### STORED DATA ###
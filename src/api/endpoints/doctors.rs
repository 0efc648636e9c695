//! `POST /api/doctors/:id/book`

use axum::extract::{Path, State};
use axum::{Extension, Json};

use crate::api::error::ApiError;
use crate::api::types::{ApiContext, NotificationResponse, SessionContext};
use crate::booking::{self, BookingRequest};

pub async fn book(
    State(ctx): State<ApiContext>,
    Extension(caller): Extension<SessionContext>,
    Path(doctor_id): Path<String>,
    Json(request): Json<BookingRequest>,
) -> Result<Json<NotificationResponse>, ApiError> {
    let doctor = ctx
        .core
        .catalog()
        .doctor(&doctor_id)
        .ok_or_else(|| ApiError::NotFound("Doctor not found".into()))?;

    let notification = booking::book(&caller.session, doctor, &request)?;
    Ok(Json(notification.into()))
}
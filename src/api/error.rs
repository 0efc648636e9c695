//! API error types with structured JSON responses.
//!
//! Domain failures that the UI reports as a toast carry their
//! `Notification` in the body next to the machine-readable code.

use axum::http::StatusCode;
use axum::response::{IntoResponse, Response};
use axum::Json;
use serde::Serialize;

use crate::auth::AuthError;
use crate::booking::BookingError;
use crate::core_state::CoreError;
use crate::dashboard::DashboardError;
use crate::filter::FilterError;
use crate::forms::FormError;
use crate::models::Role;
use crate::notification::Notification;
use crate::views::RouteError;

#[derive(Debug, Serialize)]
pub struct ErrorBody {
    pub error: ErrorDetail,
    #[serde(skip_serializing_if = "Option::is_none")]
    pub notification: Option<Notification>,
}

#[derive(Debug, Serialize)]
pub struct ErrorDetail {
    pub code: &'static str,
    pub message: String,
}

#[derive(Debug, thiserror::Error)]
pub enum ApiError {
    #[error("Authentication required")]
    Unauthorized,
    #[error("Requires the {0} role")]
    Forbidden(Role),
    #[error("Not found: {0}")]
    NotFound(String),
    #[error("Invalid request: {0}")]
    BadRequest(String),
    /// A command refused by domain validation.
    #[error("{code}: {}", .notification.description)]
    Rejected {
        status: StatusCode,
        code: &'static str,
        notification: Notification,
    },
    #[error("Internal error: {0}")]
    Internal(String),
}

impl ApiError {
    pub(crate) fn rejected(status: StatusCode, code: &'static str, notification: Notification) -> Self {
        ApiError::Rejected {
            status,
            code,
            notification,
        }
    }
}

impl IntoResponse for ApiError {
    fn into_response(self) -> Response {
        let (status, code, message, notification) = match self {
            ApiError::Unauthorized => (
                StatusCode::UNAUTHORIZED,
                "AUTH_REQUIRED",
                "Authentication required".to_string(),
                None,
            ),
            ApiError::Forbidden(role) => (
                StatusCode::FORBIDDEN,
                "ROLE_REQUIRED",
                format!("This action requires a {role} account"),
                None,
            ),
            ApiError::NotFound(detail) => (StatusCode::NOT_FOUND, "NOT_FOUND", detail, None),
            ApiError::BadRequest(detail) => (StatusCode::BAD_REQUEST, "BAD_REQUEST", detail, None),
            ApiError::Rejected {
                status,
                code,
                notification,
            } => {
                tracing::debug!(code, %status, "Command rejected");
                (status, code, notification.description.clone(), Some(notification))
            }
            ApiError::Internal(detail) => {
                tracing::error!(detail, "API internal error");
                (
                    StatusCode::INTERNAL_SERVER_ERROR,
                    "INTERNAL",
                    "An internal error occurred".to_string(),
                    None,
                )
            }
        };

        let body = ErrorBody {
            error: ErrorDetail { code, message },
            notification,
        };
        (status, Json(body)).into_response()
    }
}

impl From<CoreError> for ApiError {
    fn from(err: CoreError) -> Self {
        match err {
            CoreError::LockPoisoned => ApiError::Internal("lock poisoned".into()),
            CoreError::Catalog(e) => ApiError::Internal(e.to_string()),
        }
    }
}

impl From<FilterError> for ApiError {
    fn from(err: FilterError) -> Self {
        ApiError::BadRequest(err.to_string())
    }
}

impl From<RouteError> for ApiError {
    fn from(err: RouteError) -> Self {
        ApiError::BadRequest(err.to_string())
    }
}

impl From<AuthError> for ApiError {
    fn from(err: AuthError) -> Self {
        let description = match err {
            AuthError::InvalidCredentials => {
                "Please check your credentials and try again.".to_string()
            }
            _ => err.to_string(),
        };
        let note = Notification::destructive("Login Failed", description);
        match err {
            AuthError::InvalidCredentials => {
                ApiError::rejected(StatusCode::UNAUTHORIZED, "INVALID_CREDENTIALS", note)
            }
            AuthError::RoleNotSelfAssignable(_) => {
                ApiError::rejected(StatusCode::UNPROCESSABLE_ENTITY, "ROLE_NOT_ALLOWED", note)
            }
            AuthError::Unavailable(_) => {
                ApiError::rejected(StatusCode::SERVICE_UNAVAILABLE, "AUTH_UNAVAILABLE", note)
            }
        }
    }
}

impl From<FormError> for ApiError {
    fn from(err: FormError) -> Self {
        ApiError::rejected(
            StatusCode::UNPROCESSABLE_ENTITY,
            "FORM_INVALID",
            err.to_notification(),
        )
    }
}

impl From<BookingError> for ApiError {
    fn from(err: BookingError) -> Self {
        let (status, code) = match err {
            BookingError::LoginRequired => (StatusCode::UNAUTHORIZED, "AUTH_REQUIRED"),
            BookingError::AlreadyCancelled => (StatusCode::CONFLICT, "ALREADY_CANCELLED"),
            _ => (StatusCode::UNPROCESSABLE_ENTITY, "BOOKING_INVALID"),
        };
        ApiError::rejected(status, code, err.to_notification())
    }
}

impl From<DashboardError> for ApiError {
    fn from(err: DashboardError) -> Self {
        ApiError::rejected(
            StatusCode::UNPROCESSABLE_ENTITY,
            "UPDATE_REJECTED",
            err.to_notification(),
        )
    }
}

#[cfg(test)]
mod tests {
    use super::*;
    use axum::body::to_bytes;

    async fn json_of(response: Response) -> serde_json::Value {
        let body = to_bytes(response.into_body(), 4096).await.unwrap();
        serde_json::from_slice(&body).unwrap()
    }

    #[tokio::test]
    async fn unauthorized_returns_401() {
        let response = ApiError::Unauthorized.into_response();
        assert_eq!(response.status(), StatusCode::UNAUTHORIZED);
        let json = json_of(response).await;
        assert_eq!(json["error"]["code"], "AUTH_REQUIRED");
        assert!(json.get("notification").is_none());
    }

    #[tokio::test]
    async fn forbidden_names_the_role() {
        let response = ApiError::Forbidden(Role::Hospital).into_response();
        assert_eq!(response.status(), StatusCode::FORBIDDEN);
        let json = json_of(response).await;
        assert_eq!(json["error"]["message"], "This action requires a hospital account");
    }

    #[tokio::test]
    async fn internal_hides_details() {
        let response = ApiError::Internal("something broke".into()).into_response();
        assert_eq!(response.status(), StatusCode::INTERNAL_SERVER_ERROR);
        let json = json_of(response).await;
        assert_eq!(json["error"]["message"], "An internal error occurred");
    }

    #[tokio::test]
    async fn booking_login_required_carries_toast() {
        let response = ApiError::from(BookingError::LoginRequired).into_response();
        assert_eq!(response.status(), StatusCode::UNAUTHORIZED);
        let json = json_of(response).await;
        assert_eq!(json["notification"]["title"], "Please log in");
        assert_eq!(json["notification"]["variant"], "destructive");
    }

    #[tokio::test]
    async fn form_errors_are_unprocessable() {
        let response = ApiError::from(FormError::PasswordMismatch).into_response();
        assert_eq!(response.status(), StatusCode::UNPROCESSABLE_ENTITY);
        let json = json_of(response).await;
        assert_eq!(json["error"]["code"], "FORM_INVALID");
        assert_eq!(json["notification"]["title"], "Password Mismatch");
    }

    #[tokio::test]
    async fn filter_errors_are_bad_requests() {
        let err = FilterError::InvalidDay("Funday".into());
        let response = ApiError::from(err).into_response();
        assert_eq!(response.status(), StatusCode::BAD_REQUEST);
    }

    #[test]
    fn core_lock_poisoned_maps_to_internal() {
        let api_err: ApiError = CoreError::LockPoisoned.into();
        assert!(matches!(api_err, ApiError::Internal(_)));
    }
}
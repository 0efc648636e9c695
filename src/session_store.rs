//! Server-side session table.
//!
//! Maps opaque bearer tokens to `Session` values so each client keeps its
//! own login for as long as it keeps the token. Key properties:
//! - Tokens exist only in memory; a restart logs everyone out
//! - Only the SHA-256 of a token is stored
//! - Sessions idle past the configured timeout are evicted

use std::collections::HashMap;
use std::time::{Duration, Instant};

use base64::Engine;
use sha2::{Digest, Sha256};

use crate::session::Session;

/// Hash a bearer token string using SHA-256.
pub fn hash_token(token: &str) -> [u8; 32] {
    let mut hasher = Sha256::new();
    hasher.update(token.as_bytes());
    hasher.finalize().into()
}

/// Generate a random bearer token (URL-safe base64, 32 bytes of entropy).
pub fn generate_token() -> String {
    let bytes: [u8; 32] = rand::random();
    base64::engine::general_purpose::URL_SAFE_NO_PAD.encode(bytes)
}

// ═══════════════════════════════════════════════════════════
// StoredSession
// ═══════════════════════════════════════════════════════════

struct StoredSession {
    session: Session,
    last_seen: Instant,
}

// ═══════════════════════════════════════════════════════════
// SessionStore
// ═══════════════════════════════════════════════════════════

pub struct SessionStore {
    sessions: HashMap<[u8; 32], StoredSession>,
}

impl SessionStore {
    pub fn new() -> Self {
        Self {
            sessions: HashMap::new(),
        }
    }

    /// Store a session under a fresh token and return the token.
    pub fn open(&mut self, session: Session) -> String {
        let token = generate_token();
        self.sessions.insert(
            hash_token(&token),
            StoredSession {
                session,
                last_seen: Instant::now(),
            },
        );
        token
    }

    /// Look up a session and mark it as used.
    pub fn touch(&mut self, token: &str) -> Option<Session> {
        let stored = self.sessions.get_mut(&hash_token(token))?;
        stored.last_seen = Instant::now();
        Some(stored.session.clone())
    }

    /// Look up a session without refreshing its idle clock.
    pub fn peek(&self, token: &str) -> Option<&Session> {
        self.sessions.get(&hash_token(token)).map(|s| &s.session)
    }

    /// Replace the session behind a token. Returns false for unknown tokens.
    pub fn replace(&mut self, token: &str, session: Session) -> bool {
        match self.sessions.get_mut(&hash_token(token)) {
            Some(stored) => {
                stored.session = session;
                stored.last_seen = Instant::now();
                true
            }
            None => false,
        }
    }

    /// Forget a token. Returns whether it was known.
    pub fn close(&mut self, token: &str) -> bool {
        self.sessions.remove(&hash_token(token)).is_some()
    }

    /// Drop sessions idle for longer than `timeout`. Returns how many.
    pub fn evict_idle(&mut self, timeout: Duration) -> usize {
        self.evict_idle_at(Instant::now(), timeout)
    }

    pub(crate) fn evict_idle_at(&mut self, now: Instant, timeout: Duration) -> usize {
        let before = self.sessions.len();
        self.sessions
            .retain(|_, stored| now.saturating_duration_since(stored.last_seen) <= timeout);
        let evicted = before - self.sessions.len();
        if evicted > 0 {
            tracing::info!(evicted, "Idle sessions evicted");
        }
        evicted
    }

    pub fn len(&self) -> usize {
        self.sessions.len()
    }

    pub fn is_empty(&self) -> bool {
        self.sessions.is_empty()
    }
}

impl Default for SessionStore {
    fn default() -> Self {
        Self::new()
    }
}

// ═══════════════════════════════════════════════════════════
// Tests
// ═══════════════════════════════════════════════════════════
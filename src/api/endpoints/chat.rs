//! Help assistant endpoints.
//!
//! - `GET /api/chat`: welcome message and the FAQ list
//! - `POST /api/chat`: answer one message after the configured delay

use axum::extract::State;
use axum::Json;
use serde::{Deserialize, Serialize};

use crate::api::error::ApiError;
use crate::api::types::ApiContext;
use crate::chat::{self, ChatMessage, Faq, Sender};

#[derive(Debug, Serialize)]
pub struct ChatIntro {
    pub welcome: ChatMessage,
    pub faqs: &'static [Faq],
}

#[derive(Debug, Deserialize)]
pub struct ChatRequest {
    pub message: String,
}

#[derive(Debug, Serialize)]
pub struct ChatResponse {
    pub message: ChatMessage,
    pub reply: ChatMessage,
}

pub async fn intro() -> Json<ChatIntro> {
    Json(ChatIntro {
        welcome: ChatMessage::new(chat::WELCOME_MESSAGE, Sender::Bot),
        faqs: chat::FAQS,
    })
}

pub async fn send(
    State(ctx): State<ApiContext>,
    Json(request): Json<ChatRequest>,
) -> Result<Json<ChatResponse>, ApiError> {
    if request.message.trim().is_empty() {
        return Err(ApiError::BadRequest("Message is empty".into()));
    }

    let message = ChatMessage::new(request.message.as_str(), Sender::User);
    // A client that disconnects drops this future and the pending reply with it
    let reply = chat::respond(&request.message, ctx.core.config.chat_reply_delay).await;

    Ok(Json(ChatResponse {
        message,
        reply: ChatMessage::new(reply, Sender::Bot),
    }))
}
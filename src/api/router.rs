//! API router.
//!
//! Returns a composable `Router` that can be mounted on any axum server.
//! Routes are nested under `/api/`; anything unmatched renders the
//! not-found view.
//!
//! Layer stack (outermost → innermost):
//! 1. Extension(ApiContext) → 2. CORS → 3. Trace → 4. Cache-Control → 5. Session resolver

use std::sync::Arc;

use axum::http::{header, HeaderValue};
use axum::routing::{get, post, put};
use axum::Router;
use tower_http::cors::{Any, CorsLayer};
use tower_http::set_header::SetResponseHeaderLayer;
use tower_http::trace::TraceLayer;

use crate::api::endpoints;
use crate::api::middleware;
use crate::api::types::ApiContext;
use crate::core_state::CoreState;

/// Build the API router.
///
/// Middleware reads `Extension<ApiContext>` (the outermost layer);
/// handlers use `State<ApiContext>` (provided via `with_state`).
pub fn api_router(core: Arc<CoreState>) -> Router {
    build_router(ApiContext::new(core))
}

fn build_router(ctx: ApiContext) -> Router {
    // NOTE: Path params use `:param` syntax (matchit 0.7 / axum 0.7).
    let api = Router::new()
        .route("/health", get(endpoints::health::check))
        // Screens
        .route("/home", get(endpoints::pages::home))
        .route("/hospitals", get(endpoints::pages::show))
        .route("/hospitals/:id", get(endpoints::pages::show))
        .route("/doctors", get(endpoints::pages::show))
        .route("/doctors/:id", get(endpoints::pages::show))
        .route("/appointments", get(endpoints::pages::show))
        .route("/dashboard", get(endpoints::pages::show))
        .route("/login", get(endpoints::pages::show))
        .route("/register", get(endpoints::pages::show))
        // Session
        .route("/auth/login", post(endpoints::auth::login))
        .route("/auth/register", post(endpoints::auth::register))
        .route("/auth/logout", post(endpoints::auth::logout))
        .route("/auth/me", get(endpoints::auth::me))
        // Commands
        .route("/doctors/:id/book", post(endpoints::doctors::book))
        .route(
            "/appointments/:id/cancel",
            post(endpoints::appointments::cancel),
        )
        .route(
            "/appointments/:id/reschedule",
            post(endpoints::appointments::reschedule),
        )
        .route("/dashboard/beds", put(endpoints::dashboard::update_beds))
        .route("/dashboard/pricing", put(endpoints::dashboard::update_pricing))
        .route("/dashboard/doctors", post(endpoints::dashboard::add_doctor))
        .route(
            "/chat",
            get(endpoints::chat::intro).post(endpoints::chat::send),
        )
        .with_state(ctx.clone());

    Router::new()
        .nest("/api", api)
        .fallback(endpoints::pages::not_found)
        .layer(axum::middleware::from_fn(middleware::session::resolve_session))
        .layer(SetResponseHeaderLayer::overriding(
            header::CACHE_CONTROL,
            HeaderValue::from_static("no-store"),
        ))
        .layer(TraceLayer::new_for_http())
        .layer(
            CorsLayer::new()
                .allow_origin(Any)
                .allow_methods(Any)
                .allow_headers(Any),
        )
        // Extension must be outermost so middleware can extract ApiContext
        .layer(axum::Extension(ctx))
}
//! Dashboard commands, hospital accounts only.
//!
//! - `PUT /api/dashboard/beds`
//! - `PUT /api/dashboard/pricing`
//! - `POST /api/dashboard/doctors`

use axum::{Extension, Json};

use crate::api::error::ApiError;
use crate::api::types::{NotificationResponse, SessionContext};
use crate::dashboard::{self, BedUpdate, NewDoctorForm};
use crate::models::{Pricing, Role};
use crate::session::{Access, Restriction};

pub async fn update_beds(
    Extension(caller): Extension<SessionContext>,
    Json(update): Json<BedUpdate>,
) -> Result<Json<NotificationResponse>, ApiError> {
    require_hospital(&caller)?;
    Ok(Json(dashboard::update_beds(&update)?.into()))
}

pub async fn update_pricing(
    Extension(caller): Extension<SessionContext>,
    Json(pricing): Json<Pricing>,
) -> Result<Json<NotificationResponse>, ApiError> {
    require_hospital(&caller)?;
    Ok(Json(dashboard::update_pricing(&pricing)?.into()))
}

pub async fn add_doctor(
    Extension(caller): Extension<SessionContext>,
    Json(form): Json<NewDoctorForm>,
) -> Result<Json<NotificationResponse>, ApiError> {
    require_hospital(&caller)?;
    Ok(Json(dashboard::add_doctor(&form)?.into()))
}

fn require_hospital(caller: &SessionContext) -> Result<(), ApiError> {
    match caller.session.authorize(Role::Hospital) {
        Access::Granted(_) => Ok(()),
        Access::Restricted(Restriction::LoginRequired) => Err(ApiError::Unauthorized),
        Access::Restricted(Restriction::RoleRequired(role)) => Err(ApiError::Forbidden(role)),
    }
}
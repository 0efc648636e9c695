use serde::{Deserialize, Serialize};

use super::enums::Weekday;

#[derive(Debug, Clone, Serialize, Deserialize)]
#[serde(rename_all = "camelCase")]
pub struct Doctor {
    pub id: String,
    pub name: String,
    pub specialization: String,
    /// Denormalized hospital name; must agree with `hospital_id`.
    pub hospital: String,
    pub hospital_id: String,
    /// Years of practice.
    pub experience: u32,
    pub rating: f64,
    pub consultation_fee: u32,
    pub image: Option<String>,
    pub availability: Vec<Weekday>,
    pub education: String,
    pub languages: Vec<String>,
    pub description: String,
}

impl Doctor {
    pub fn is_available_on(&self, day: Weekday) -> bool {
        self.availability.contains(&day)
    }
}
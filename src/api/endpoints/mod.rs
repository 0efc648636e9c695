//! API endpoint handlers.
//!
//! `pages` serves every screen through `views::render`; the other modules
//! are the commands a screen can issue.

pub mod appointments;
pub mod auth;
pub mod chat;
pub mod dashboard;
pub mod doctors;
pub mod health;
pub mod pages;
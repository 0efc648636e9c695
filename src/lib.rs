pub mod api;
pub mod auth;
pub mod booking;
pub mod catalog;
pub mod chat;
pub mod config;
pub mod core_state;
pub mod dashboard;
pub mod filter;
pub mod forms;
pub mod models;
pub mod notification;
pub mod seed;
pub mod session;
pub mod session_store;
pub mod views;

use std::sync::Arc;

use tracing_subscriber::EnvFilter;

use crate::config::{AppConfig, ConfigError};
use crate::core_state::{CoreError, CoreState};

#[derive(Debug, thiserror::Error)]
pub enum RunError {
    #[error(transparent)]
    Config(#[from] ConfigError),
    #[error(transparent)]
    Core(#[from] CoreError),
    #[error(transparent)]
    Server(#[from] api::ServerError),
    #[error("Failed to listen for shutdown signal: {0}")]
    Signal(std::io::Error),
}

/// Install the global tracing subscriber. `RUST_LOG` overrides the default filter.
pub fn init_tracing() {
    tracing_subscriber::fmt()
        .with_env_filter(
            EnvFilter::try_from_default_env()
                .unwrap_or_else(|_| EnvFilter::new(config::default_log_filter())),
        )
        .init();
}

/// Serve the API until Ctrl-C.
pub async fn run() -> Result<(), RunError> {
    init_tracing();

    let config = AppConfig::from_env()?;
    tracing::info!(
        "{} starting v{} on {}",
        config::APP_NAME,
        config::APP_VERSION,
        config.bind_addr
    );

    let core = Arc::new(CoreState::new(config.clone())?);
    let mut server = api::start_api_server_on(core, config.bind_addr).await?;
    tracing::info!(addr = %server.addr, "Listening");

    tokio::signal::ctrl_c().await.map_err(RunError::Signal)?;

    server.shutdown();
    server.stopped().await;
    Ok(())
}
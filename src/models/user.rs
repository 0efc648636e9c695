use serde::{Deserialize, Serialize};

use super::enums::Role;

/// The identity held by a session after login or registration.
#[derive(Debug, Clone, PartialEq, Eq, Serialize, Deserialize)]
pub struct SessionUser {
    pub id: String,
    pub email: String,
    pub name: String,
    pub role: Role,
}

impl SessionUser {
    pub fn has_role(&self, role: Role) -> bool {
        self.role == role
    }
}
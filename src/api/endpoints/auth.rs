//! Login, registration and logout.
//!
//! - `POST /api/auth/login` / `POST /api/auth/register` return a bearer token
//! - `POST /api/auth/logout` forgets the caller's token
//! - `GET /api/auth/me` returns the logged-in user, or `null`

use axum::extract::State;
use axum::http::StatusCode;
use axum::{Extension, Json};
use serde::Serialize;

use crate::api::error::ApiError;
use crate::api::types::{ApiContext, SessionContext};
use crate::auth::{AuthError, Credentials};
use crate::forms::RegisterForm;
use crate::models::SessionUser;
use crate::notification::Notification;
use crate::session::Session;

#[derive(Debug, Serialize)]
pub struct SessionResponse {
    pub token: String,
    pub user: SessionUser,
    pub notification: Notification,
}

#[derive(Debug, Serialize)]
pub struct MeResponse {
    pub user: Option<SessionUser>,
}

/// `POST /api/auth/login`
pub async fn login(
    State(ctx): State<ApiContext>,
    Extension(caller): Extension<SessionContext>,
    Json(credentials): Json<Credentials>,
) -> Result<Json<SessionResponse>, ApiError> {
    let SessionContext { token, mut session } = caller;
    let user = session
        .login(ctx.core.authenticator(), &credentials)?
        .clone();
    let token = store_session(&ctx, token.as_deref(), session)?;

    Ok(Json(SessionResponse {
        token,
        user,
        notification: Notification::success(
            "Welcome back!",
            "You have been logged in successfully.",
        ),
    }))
}

/// `POST /api/auth/register`
pub async fn register(
    State(ctx): State<ApiContext>,
    Extension(caller): Extension<SessionContext>,
    Json(form): Json<RegisterForm>,
) -> Result<Json<SessionResponse>, ApiError> {
    let registration = form.validate()?;
    let SessionContext { token, mut session } = caller;
    let user = session
        .register(ctx.core.authenticator(), &registration)
        .map_err(registration_failed)?
        .clone();
    let token = store_session(&ctx, token.as_deref(), session)?;

    let description = format!(
        "Welcome to AidPoint! Your {} account has been created successfully.",
        user.role
    );
    Ok(Json(SessionResponse {
        token,
        user,
        notification: Notification::success("Account Created!", description),
    }))
}

/// `POST /api/auth/logout`
pub async fn logout(
    State(ctx): State<ApiContext>,
    Extension(caller): Extension<SessionContext>,
) -> Result<StatusCode, ApiError> {
    if let Some(token) = caller.token {
        let mut session = caller.session;
        session.logout();
        ctx.core.close_session(&token)?;
    }
    Ok(StatusCode::NO_CONTENT)
}

/// `GET /api/auth/me`
pub async fn me(Extension(caller): Extension<SessionContext>) -> Json<MeResponse> {
    Json(MeResponse {
        user: caller.session.user().cloned(),
    })
}

/// Keep the caller's token when it has one, otherwise issue a new one.
fn store_session(
    ctx: &ApiContext,
    existing: Option<&str>,
    session: Session,
) -> Result<String, ApiError> {
    if let Some(token) = existing {
        if ctx.core.replace_session(token, session.clone())? {
            return Ok(token.to_string());
        }
    }
    Ok(ctx.core.open_session(session)?)
}

fn registration_failed(err: AuthError) -> ApiError {
    match ApiError::from(err) {
        ApiError::Rejected {
            status,
            code,
            notification,
        } => ApiError::Rejected {
            status,
            code,
            notification: Notification::destructive(
                "Registration Failed",
                notification.description,
            ),
        },
        other => other,
    }
}
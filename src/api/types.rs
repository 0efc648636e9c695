//! Shared types for the API layer.

use std::sync::Arc;

use crate::core_state::CoreState;
use crate::notification::Notification;
use crate::session::Session;

/// Shared context for all API routes and middleware.
#[derive(Clone)]
pub struct ApiContext {
    pub core: Arc<CoreState>,
}

impl ApiContext {
    pub fn new(core: Arc<CoreState>) -> Self {
        Self { core }
    }
}

/// The caller's session, injected into request extensions by the
/// session middleware.
#[derive(Debug, Clone)]
pub struct SessionContext {
    /// Bearer token that resolved to `session`. `None` for anonymous
    /// callers and for unknown tokens.
    pub token: Option<String>,
    pub session: Session,
}

impl SessionContext {
    pub fn anonymous() -> Self {
        Self {
            token: None,
            session: Session::anonymous(),
        }
    }
}

/// Body of commands whose only result is a toast.
#[derive(Debug, Clone, serde::Serialize)]
pub struct NotificationResponse {
    pub notification: Notification,
}

impl From<Notification> for NotificationResponse {
    fn from(notification: Notification) -> Self {
        Self { notification }
    }
}
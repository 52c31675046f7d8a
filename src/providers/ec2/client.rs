use aws_config::BehaviorVersion;
use aws_config::retry::RetryConfig;
use aws_sdk_ec2::Client;
use aws_sdk_ec2::config::Region;
use aws_sdk_ec2::types::Filter;

use super::Ec2Error;
use crate::config::{Credentials, TagFilter};
use crate::instance::Instance;

const CREDENTIALS_PROVIDER_NAME: &str = "ec2-inventory";

#[derive(Clone)]
pub struct Ec2Client {
    client: Client,
    region: String,
}

impl Ec2Client {
    pub async fn new(credentials: &Credentials, region: &str) -> Self {
        Self::with_endpoint_url(credentials, region, None).await
    }

    /// NOTE: Primarily used for testing with mock servers.
    pub async fn with_endpoint_url(
        credentials: &Credentials,
        region: &str,
        endpoint_url: Option<&str>,
    ) -> Self {
        let static_credentials = aws_sdk_ec2::config::Credentials::new(
            credentials.access_key_id.clone(),
            credentials.secret_access_key.clone(),
            None,
            None,
            CREDENTIALS_PROVIDER_NAME,
        );

        // NOTE: A single attempt; provider failures surface immediately
        let mut loader = aws_config::defaults(BehaviorVersion::latest())
            .region(Region::new(region.to_string()))
            .credentials_provider(static_credentials)
            .retry_config(RetryConfig::disabled());

        if let Some(url) = endpoint_url {
            loader = loader.endpoint_url(url);
        }

        let sdk_config = loader.load().await;

        Self {
            client: Client::new(&sdk_config),
            region: region.to_string(),
        }
    }

    /// Single `DescribeInstances` call. Only the first page is read.
    pub async fn describe_tagged_instances(
        &self,
        tag_filter: &TagFilter,
    ) -> Result<Vec<Instance>, Ec2Error> {
        let resp = self
            .client
            .describe_instances()
            .filters(
                Filter::builder()
                    .name(tag_filter.filter_name())
                    .values(&tag_filter.value)
                    .build(),
            )
            .send()
            .await
            .map_err(Ec2Error::from_sdk)?;

        if resp.next_token().is_some() {
            tracing::debug!("additional result pages not requested");
        }

        let mut instances = Vec::new();

        for reservation in resp.reservations() {
            for instance in reservation.instances() {
                let Some(instance_id) = instance.instance_id() else {
                    tracing::warn!(
                        reservation_id = reservation.reservation_id().unwrap_or_default(),
                        "skipping instance without an instance id"
                    );
                    continue;
                };

                instances.push(Instance {
                    instance_id: instance_id.to_string(),
                    public_dns_name: instance.public_dns_name().map(|s| s.to_string()),
                    public_ip_address: instance.public_ip_address().map(|s| s.to_string()),
                });
            }
        }

        Ok(instances)
    }
}

impl std::fmt::Debug for Ec2Client {
    fn fmt(&self, f: &mut std::fmt::Formatter<'_>) -> std::fmt::Result {
        f.debug_struct("Ec2Client")
            .field("region", &self.region)
            .field("credentials", &"[REDACTED]")
            .finish()
    }
}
###
WHAT IS NEEDED »
Look over the listing above. Pick out and copy every line that includes "IntoResponse".

OUTPUT FOR THIS TASK »
use axum::response::{IntoResponse, Response};
impl IntoResponse for ApiError {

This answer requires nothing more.